### Prompt
Please copy each line of the data that includes the string "derive".

↓↓↓

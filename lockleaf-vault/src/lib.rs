//! Document orchestration for Lockleaf.
//!
//! Sits above the synchronizer and the crypto layer: decodes the
//! authoritative bytes into a message, unlocks it with a passphrase, and
//! persists edits, skipping the write entirely when an edit changes
//! nothing. Prompting for passphrases and spawning editors is the caller's
//! business; this crate only moves and transforms the document.

use lockleaf_crypto::{CryptoError, DecryptedMessage, Message};
use lockleaf_storage::{StorageError, Synchronizer};
use tracing::{debug, info};

// ============================================================================
// Error types
// ============================================================================

#[derive(Debug, thiserror::Error)]
pub enum VaultError {
    /// Backend bytes that are not a valid persisted message. Distinct from
    /// backend I/O failure: storage delivered bytes, but they do not decode.
    #[error("malformed document: {0}")]
    Decode(#[from] serde_json::Error),

    #[error(transparent)]
    Crypto(#[from] CryptoError),

    #[error(transparent)]
    Storage(#[from] StorageError),

    /// Opening a document that no backend holds.
    #[error("no document found on any backend")]
    NoDocument,
}

pub type VaultResult<T> = Result<T, VaultError>;

// ============================================================================
// Vault — the replicated document
// ============================================================================

/// The replicated encrypted document: the synchronizer plus the decode step.
#[derive(Clone)]
pub struct Vault {
    sync: Synchronizer,
}

impl Vault {
    pub fn new(sync: Synchronizer) -> Vault {
        Vault { sync }
    }

    /// Reads and decodes the authoritative message, repairing lagging
    /// replicas along the way. `None` means a fresh install.
    pub async fn load(&self) -> VaultResult<Option<Message>> {
        let outcome = self.sync.read().await?;
        match outcome.revision {
            Some(revision) => Ok(Some(Message::decode(&revision.bytes)?)),
            None => Ok(None),
        }
    }

    /// Encodes and writes the message to every backend.
    pub async fn store(&self, message: &Message) -> VaultResult<()> {
        let bytes = message.encode()?;
        self.sync.write(bytes).await?;
        Ok(())
    }
}

// ============================================================================
// Session — an unlocked document
// ============================================================================

/// An unlocked editing session over the vault's document.
///
/// Holds the decrypted message and writes back only when something actually
/// changed. The base key lives inside the session value and dies with it.
pub struct Session {
    vault: Vault,
    current: DecryptedMessage,
}

impl std::fmt::Debug for Session {
    fn fmt(&self, f: &mut std::fmt::Formatter<'_>) -> std::fmt::Result {
        f.debug_struct("Session").finish_non_exhaustive()
    }
}

impl Session {
    /// Starts a session on a brand-new document. Nothing is persisted until
    /// the first effective edit; aborting before writing leaves no trace,
    /// exactly like an existing document with an abandoned edit.
    pub fn create(vault: Vault, passphrase: &[u8]) -> VaultResult<Session> {
        info!("creating a fresh document");
        let current = DecryptedMessage::new(passphrase)?;
        Ok(Session { vault, current })
    }

    /// Loads the authoritative document and unlocks it with `passphrase`.
    /// Fails with [`VaultError::NoDocument`] when no backend holds one;
    /// callers decide whether that means [`Session::create`].
    pub async fn open(vault: Vault, passphrase: &[u8]) -> VaultResult<Session> {
        let message = vault.load().await?.ok_or(VaultError::NoDocument)?;
        let current = message.decrypt_passphrase(passphrase)?;
        Ok(Session { vault, current })
    }

    /// The current plaintext.
    pub fn content(&self) -> &[u8] {
        &self.current.content
    }

    /// The message as currently persisted (or pending first persistence).
    pub fn message(&self) -> &Message {
        &self.current.message
    }

    /// Applies an edit. Byte-identical content is a no-op: nothing is
    /// re-encrypted and no backend write happens. Returns whether a write
    /// was performed.
    pub async fn apply_edit(&mut self, new_content: &[u8]) -> VaultResult<bool> {
        if new_content == self.current.content.as_slice() {
            debug!("edit left content unchanged; skipping write");
            return Ok(false);
        }
        let updated = self.current.with_content(new_content)?;
        self.vault.store(&updated.message).await?;
        self.current = updated;
        Ok(true)
    }

    /// Wraps the unchanged base key under an additional passphrase and
    /// persists. Content is not re-encrypted.
    pub async fn add_passphrase(&mut self, passphrase: &[u8]) -> VaultResult<()> {
        let updated = self.current.with_passphrase_added(passphrase)?;
        self.vault.store(&updated.message).await?;
        self.current = updated;
        Ok(())
    }

    /// Revokes one key entry and persists.
    pub async fn remove_key(&mut self, index: usize) -> VaultResult<()> {
        let updated = self.current.with_key_removed(index)?;
        self.vault.store(&updated.message).await?;
        self.current = updated;
        Ok(())
    }

    /// Replaces one entry's passphrase and persists. The base key and
    /// content stay put.
    pub async fn change_passphrase(
        &mut self,
        index: usize,
        passphrase: &[u8],
    ) -> VaultResult<()> {
        let updated = self.current.with_passphrase_changed(index, passphrase)?;
        self.vault.store(&updated.message).await?;
        self.current = updated;
        Ok(())
    }
}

↑↑↑

### Written reply
#[derive(Debug, thiserror::Error)]
#[derive(Clone)]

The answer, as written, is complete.